How I Got Less Busy (and More Happy)

Stephen Covey tells a variation of an old parable to introduce the final chapter of The 7 Habits of Highly Effective People.

A man out for a stroll, upon seeing his neighbor furiously sawing away at an old tree, stops to ask what he’s doing. Sweating profusely, the neighbor replies, “I’m cutting down this tree.”

“How long have you been at it?” the man inquires. “You look exhausted.”

“Yeah, I’ll say,” responds the neighbor. “I’ve been out here over two hours.”

“Why don’t you take a rest and sharpen your saw?”

Exasperated now, the neighbor snaps back, “I don’t have time to sharpen my saw! Can’t you see how busy I am cutting down this tree?”

I used to be the neighbor with the ever dulling saw. Truth be told, some days I still am.

sharp sawBut now, when I find myself toiling away and making what seems like no progress on the task at hand, I stop, at least for a moment. But often for longer. I may take a 20-minute break or go for walk.

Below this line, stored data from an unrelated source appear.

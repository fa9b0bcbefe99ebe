//! WAV file adapter backed by hound
//!
//! Only mono 16-bit integer PCM is accepted. hound writes the canonical
//! 44-byte RIFF/WAVE header for this layout.

use std::io;
use std::path::PathBuf;

use hound::{SampleFormat, WavReader, WavSpec, WavWriter};

use crate::domain::{ModemError, ModemResult, Recording, Sample};
use crate::ports::{WaveSink, WaveSource};

const BITS_PER_SAMPLE: u16 = 16;
const FULL_SCALE_IN: f64 = 32768.0;
const FULL_SCALE_OUT: f64 = 32767.0;

/// A WAV file on disk
pub struct WavFile {
    path: PathBuf,
}

impl WavFile {
    pub fn new(path: impl Into<PathBuf>) -> Self {
        Self { path: path.into() }
    }

    fn read_error(&self, err: hound::Error) -> ModemError {
        match err {
            hound::Error::IoError(source) => ModemError::Input {
                path: self.path.clone(),
                source,
            },
            other => ModemError::Format(format!("{}: {other}", self.path.display())),
        }
    }

    fn write_error(&self, err: hound::Error) -> ModemError {
        let source = match err {
            hound::Error::IoError(source) => source,
            other => io::Error::other(other.to_string()),
        };
        ModemError::Output {
            path: self.path.clone(),
            source,
        }
    }
}

/// Convert to 16-bit PCM, clamping out-of-range samples
pub fn to_pcm(sample: Sample) -> i16 {
    (sample * FULL_SCALE_OUT).round().clamp(i16::MIN as f64, i16::MAX as f64) as i16
}

pub fn from_pcm(sample: i16) -> Sample {
    sample as f64 / FULL_SCALE_IN
}

impl WaveSource for WavFile {
    fn read_wave(&mut self) -> ModemResult<Recording> {
        let reader = WavReader::open(&self.path).map_err(|e| self.read_error(e))?;
        let spec = reader.spec();

        if spec.channels != 1 {
            return Err(ModemError::Format(format!(
                "{}: {} channels, only mono is supported",
                self.path.display(),
                spec.channels
            )));
        }
        if spec.sample_format != SampleFormat::Int || spec.bits_per_sample != BITS_PER_SAMPLE {
            return Err(ModemError::Format(format!(
                "{}: {}-bit {:?} samples, only 16-bit PCM is supported",
                self.path.display(),
                spec.bits_per_sample,
                spec.sample_format
            )));
        }

        let samples = reader
            .into_samples::<i16>()
            .map(|s| s.map(from_pcm))
            .collect::<Result<Vec<_>, _>>()
            .map_err(|e| self.read_error(e))?;

        log::debug!(
            "Read {} samples at {} Hz from {}",
            samples.len(),
            spec.sample_rate,
            self.path.display()
        );
        Ok(Recording::new(spec.sample_rate, samples))
    }
}

impl WaveSink for WavFile {
    fn write_wave(&mut self, recording: &Recording) -> ModemResult<()> {
        let spec = WavSpec {
            channels: 1,
            sample_rate: recording.sample_rate,
            bits_per_sample: BITS_PER_SAMPLE,
            sample_format: SampleFormat::Int,
        };
        let mut writer = WavWriter::create(&self.path, spec).map_err(|e| self.write_error(e))?;

        let clipped = recording.samples.iter().filter(|s| s.abs() > 1.0).count();
        if clipped > 0 {
            log::warn!("{clipped} samples clipped while writing {}", self.path.display());
        }
        for &sample in &recording.samples {
            writer.write_sample(to_pcm(sample)).map_err(|e| self.write_error(e))?;
        }
        writer.finalize().map_err(|e| self.write_error(e))?;

        log::debug!(
            "Wrote {} samples at {} Hz to {}",
            recording.samples.len(),
            recording.sample_rate,
            self.path.display()
        );
        Ok(())
    }
}

#[cfg(test)]
mod tests {
    use super::*;

    #[test]
    fn test_round_trip_through_disk() {
        let dir = tempfile::tempdir().unwrap();
        let mut wav = WavFile::new(dir.path().join("tone.wav"));
        let samples: Vec<f64> = (0..4800)
            .map(|n| 0.5 * (std::f64::consts::TAU * 1000.0 * n as f64 / 48000.0).sin())
            .collect();

        wav.write_wave(&Recording::new(48000, samples.clone())).unwrap();
        let back = wav.read_wave().unwrap();

        assert_eq!(back.sample_rate, 48000);
        assert_eq!(back.samples.len(), samples.len());
        for (a, b) in samples.iter().zip(&back.samples) {
            assert!((a - b).abs() < 1e-4, "{a} vs {b}");
        }
    }

    #[test]
    fn test_header_is_44_bytes() {
        let dir = tempfile::tempdir().unwrap();
        let path = dir.path().join("short.wav");
        WavFile::new(&path)
            .write_wave(&Recording::new(8000, vec![0.0; 10]))
            .unwrap();
        let bytes = std::fs::read(&path).unwrap();
        assert_eq!(bytes.len(), 44 + 20);
        assert_eq!(&bytes[0..4], b"RIFF");
        assert_eq!(&bytes[8..12], b"WAVE");
        assert_eq!(&bytes[36..40], b"data");
    }

    #[test]
    fn test_stereo_rejected_as_format_error() {
        let dir = tempfile::tempdir().unwrap();
        let path = dir.path().join("stereo.wav");
        let spec = WavSpec {
            channels: 2,
            sample_rate: 48000,
            bits_per_sample: 16,
            sample_format: SampleFormat::Int,
        };
        let mut writer = WavWriter::create(&path, spec).unwrap();
        for _ in 0..20 {
            writer.write_sample(0i16).unwrap();
        }
        writer.finalize().unwrap();

        let err = WavFile::new(&path).read_wave().unwrap_err();
        assert!(matches!(err, ModemError::Format(_)), "got {err:?}");
        assert_eq!(err.exit_code(), 2);
    }

    #[test]
    fn test_garbage_rejected_as_format_error() {
        let dir = tempfile::tempdir().unwrap();
        let path = dir.path().join("garbage.wav");
        std::fs::write(&path, b"this is not a riff file at all, not even close").unwrap();
        let err = WavFile::new(&path).read_wave().unwrap_err();
        assert!(matches!(err, ModemError::Format(_)), "got {err:?}");
    }

    #[test]
    fn test_missing_file_is_input_error() {
        let dir = tempfile::tempdir().unwrap();
        let err = WavFile::new(dir.path().join("absent.wav")).read_wave().unwrap_err();
        assert_eq!(err.exit_code(), 1);
    }

    #[test]
    fn test_unwritable_path_is_output_error() {
        let dir = tempfile::tempdir().unwrap();
        let mut wav = WavFile::new(dir.path().join("no/such/dir/out.wav"));
        let err = wav.write_wave(&Recording::new(48000, vec![0.0; 4])).unwrap_err();
        assert_eq!(err.exit_code(), 4);
    }

    #[test]
    fn test_pcm_conversion_clamps() {
        assert_eq!(to_pcm(2.0), i16::MAX);
        assert_eq!(to_pcm(-2.0), i16::MIN);
        assert_eq!(to_pcm(0.0), 0);
        assert_eq!(from_pcm(i16::MIN), -1.0);
    }
}
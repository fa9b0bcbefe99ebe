//! Command handlers (driving adapters)
//!
//! Each command wires a port source and sink around the modem core. The
//! binaries call the file-backed `run_*` entry points; tests drive the
//! generic versions with in-memory adapters.

pub mod decode;
pub mod encode;

use std::path::Path;

use crate::domain::{ModemConfig, ModemResult};

pub use decode::{decode_recording, run_decode};
pub use encode::{encode_payload, run_encode};

/// Load a configuration file, or fall back to the defaults
pub fn load_config(path: Option<&Path>) -> ModemResult<ModemConfig> {
    match path {
        Some(path) => {
            let config = ModemConfig::load(path)?;
            log::info!("Loaded configuration from {}", path.display());
            Ok(config)
        }
        None => {
            let config = ModemConfig::default();
            config.validate()?;
            Ok(config)
        }
    }
}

Sometimes I spend a few minutes doing nothing but taking deep breaths and counting each inhale and exhale.

Just a couple minutes ago, after staring blankly at my screen for a while, I dropped down on my elbows next to my desk and held a plank until I collapsed to the floor. I’m a bit dizzy now from getting back up too quickly. My heart’s racing and my abdomen is trembling palpably. I feel good. And I’m looking at my work with fresh eyes and the words feel like they’re flowing.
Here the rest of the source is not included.